At each point in this experience there were frustrations and dead-ends, heartaches and even some permanent ends. Time and again, it seemed it could not be done, then when it was, that it would neither be known or seen. Time and again, one small step at a time, and one-two-three-four tiny substeps at a time, each obstacle inspired a solution and the power to go on.
“Beyond the Five-User Assumption” was published in a juried and peer-reviewed Elsevier-published journal, following my appearance as an invited speaker at Frie University in Amsterdam, The Netherlands. The work is now described by peers as “highly influential” in the field. Practitioners rely on it, which was my driving goal all along.
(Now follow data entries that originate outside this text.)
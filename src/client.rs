//! HTTP client for the static fixture endpoints.
//!
//! Provides both async and blocking client variants behind feature
//! flags. Each fetch simulates network latency with a fixed delay
//! before issuing the request, matching the behaviour of the backend
//! the fixtures stand in for.

use core::time::Duration;

/// Default base URL where the fixture documents are served.
const DEFAULT_BASE_URL: &str = "http://localhost:5173";

/// Users fixture path.
const USERS_PATH: &str = "/data/users.json";

/// Orders fixture path.
const ORDERS_PATH: &str = "/data/orders.json";

/// Commissions fixture path.
const COMMISSIONS_PATH: &str = "/data/commissions.json";

/// Default simulated network latency.
const DEFAULT_LATENCY: Duration = Duration::from_millis(500);

/// Generates a fixture client (async or blocking) with builder,
/// methods, and tests.
macro_rules! define_client {
    (
        client_name: $client:ident,
        builder_name: $builder:ident,
        http_type: $http_type:ty,
        client_doc: $client_doc:expr,
        builder_doc: $builder_doc:expr,
        $(async_kw: $async_kw:tt,)?
        $(await_kw: $await_ext:tt,)?
    ) => {
        #[doc = $builder_doc]
        #[derive(Debug)]
        pub struct $builder {
            /// Base URL override.
            base_url: Option<String>,
            /// Simulated latency override.
            latency: Option<Duration>,
        }

        impl $builder {
            /// Overrides the base URL (useful for testing with a mock
            /// server).
            #[inline]
            #[must_use]
            pub fn base_url<T: Into<String>>(mut self, url: T) -> Self {
                self.base_url = Some(url.into());
                self
            }

            /// Overrides the simulated network latency. Pass
            /// [`Duration::ZERO`] to disable the delay entirely.
            #[inline]
            #[must_use]
            pub const fn latency(mut self, latency: Duration) -> Self {
                self.latency = Some(latency);
                self
            }

            /// Builds the client.
            ///
            /// # Errors
            ///
            /// Returns [`BackofficeError::Http`] if the HTTP client
            /// fails to build.
            #[inline]
            #[tracing::instrument(skip_all)]
            pub fn build(self) -> Result<$client> {
                let base_url = self
                    .base_url
                    .unwrap_or_else(|| DEFAULT_BASE_URL.to_owned());
                let latency = self.latency.unwrap_or(DEFAULT_LATENCY);
                tracing::debug!(base_url = %base_url, latency_ms = %latency.as_millis(), "building client");
                let http = <$http_type>::builder().build()?;

                Ok($client {
                    http,
                    base_url,
                    latency,
                })
            }
        }

        #[doc = $client_doc]
        #[derive(Debug)]
        pub struct $client {
            /// Underlying HTTP client.
            http: $http_type,
            /// Fixture base URL.
            base_url: String,
            /// Simulated latency applied before every request.
            latency: Duration,
        }

        impl $client {
            /// Creates a new builder for configuring the client.
            #[inline]
            #[must_use]
            pub const fn builder() -> $builder {
                $builder {
                    base_url: None,
                    latency: None,
                }
            }

            /// Fetches the users fixture.
            ///
            /// # Errors
            ///
            /// Returns an error if the HTTP request fails, the server
            /// returns a non-success status, or the body cannot be
            /// deserialized.
            #[inline]
            #[tracing::instrument(skip_all)]
            pub $($async_kw)? fn users(&self) -> Result<Vec<User>> {
                tracing::debug!("fetching users fixture");
                self.get_json(USERS_PATH) $( .$await_ext )?
            }

            /// Fetches the orders fixture.
            ///
            /// # Errors
            ///
            /// Returns an error if the HTTP request fails, the server
            /// returns a non-success status, or the body cannot be
            /// deserialized.
            #[inline]
            #[tracing::instrument(skip_all)]
            pub $($async_kw)? fn orders(&self) -> Result<Vec<Order>> {
                tracing::debug!("fetching orders fixture");
                self.get_json(ORDERS_PATH) $( .$await_ext )?
            }

            /// Fetches the commissions fixture.
            ///
            /// # Errors
            ///
            /// Returns an error if the HTTP request fails, the server
            /// returns a non-success status, or the body cannot be
            /// deserialized.
            #[inline]
            #[tracing::instrument(skip_all)]
            pub $($async_kw)? fn commissions(&self) -> Result<Vec<Commission>> {
                tracing::debug!("fetching commissions fixture");
                self.get_json(COMMISSIONS_PATH) $( .$await_ext )?
            }

            /// Sends a GET request after the simulated latency and
            /// deserializes the JSON response.
            #[tracing::instrument(skip_all, fields(path = %path))]
            $($async_kw)? fn get_json<Resp: serde::de::DeserializeOwned>(
                &self,
                path: &str,
            ) -> Result<Resp> {
                pause(self.latency) $( .$await_ext )?;

                let url = format!("{}{path}", self.base_url);
                tracing::trace!(url = %url, "sending GET request");
                let response = self.http.get(&url).send() $( .$await_ext )? ?;

                let status = response.status();
                tracing::debug!(status = %status, "received response");
                if status.is_success() {
                    let body = response.text() $( .$await_ext )? ?;
                    tracing::trace!(body_len = body.len(), "parsing response body");
                    serde_json::from_str(&body).map_err(BackofficeError::from)
                } else {
                    let message = response
                        .text()
                        $( .$await_ext )?
                        .unwrap_or_else(|_| "unknown error".to_owned());
                    tracing::debug!(status = status.as_u16(), message = %message, "fixture fetch failed");
                    Err(BackofficeError::Fetch {
                        status: status.as_u16(),
                        message,
                    })
                }
            }
        }

        #[cfg(test)]
        mod tests {
            use super::*;

            #[test]
            fn builder_defaults() {
                let client = $client::builder().build().unwrap();
                assert_eq!(client.base_url, DEFAULT_BASE_URL);
                assert_eq!(client.latency, DEFAULT_LATENCY);
            }

            #[test]
            fn builder_custom_base_url() {
                let client = $client::builder()
                    .base_url("http://localhost:8080")
                    .build()
                    .unwrap();
                assert_eq!(client.base_url, "http://localhost:8080");
            }

            #[test]
            fn builder_zero_latency() {
                let client = $client::builder()
                    .latency(Duration::ZERO)
                    .build()
                    .unwrap();
                assert!(client.latency.is_zero());
            }
        }
    };
}

#[cfg(feature = "async")]
mod async_client {
    //! Async fixture client.

    use core::time::Duration;

    use super::{COMMISSIONS_PATH, DEFAULT_BASE_URL, DEFAULT_LATENCY, ORDERS_PATH, USERS_PATH};
    use crate::error::{BackofficeError, Result};
    use crate::models::{Commission, Order, User};

    /// Sleeps for the simulated latency, if any.
    async fn pause(latency: Duration) {
        if !latency.is_zero() {
            tokio::time::sleep(latency).await;
        }
    }

    define_client! {
        client_name: FixtureClient,
        builder_name: FixtureClientBuilder,
        http_type: reqwest::Client,
        client_doc: "Async client for the fixture endpoints.\n\nUse [`FixtureClient::builder()`] to construct an instance.",
        builder_doc: "Builder for constructing a [`FixtureClient`].",
        async_kw: async,
        await_kw: await,
    }
}

#[cfg(feature = "blocking")]
mod blocking_client {
    //! Blocking (synchronous) fixture client.

    use core::time::Duration;

    use super::{COMMISSIONS_PATH, DEFAULT_BASE_URL, DEFAULT_LATENCY, ORDERS_PATH, USERS_PATH};
    use crate::error::{BackofficeError, Result};
    use crate::models::{Commission, Order, User};

    /// Sleeps for the simulated latency, if any.
    fn pause(latency: Duration) {
        if !latency.is_zero() {
            std::thread::sleep(latency);
        }
    }

    define_client! {
        client_name: FixtureBlockingClient,
        builder_name: FixtureBlockingClientBuilder,
        http_type: reqwest::blocking::Client,
        client_doc: "Blocking (synchronous) client for the fixture endpoints.\n\nUse [`FixtureBlockingClient::builder()`] to construct an instance.",
        builder_doc: "Builder for constructing a [`FixtureBlockingClient`].",
    }
}

#[cfg(feature = "async")]
pub use async_client::{FixtureClient, FixtureClientBuilder};
#[cfg(feature = "blocking")]
pub use blocking_client::{FixtureBlockingClient, FixtureBlockingClientBuilder};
As it has grown in stature it finds new fans and new homes: as part of the user experience curriculum of Bentley University, and the professional certification programs of Human Factors-International, among others. As of Feburary 2016, the work has been incorporated into the published version of the U.S. Food and Drug Administration Guildelines for Testing of Medical Devices with Human Subjects.
I set out to do something that would help people breathe easier. Something simple for folks to experience and read; something that would matter. It is; and, it does, today.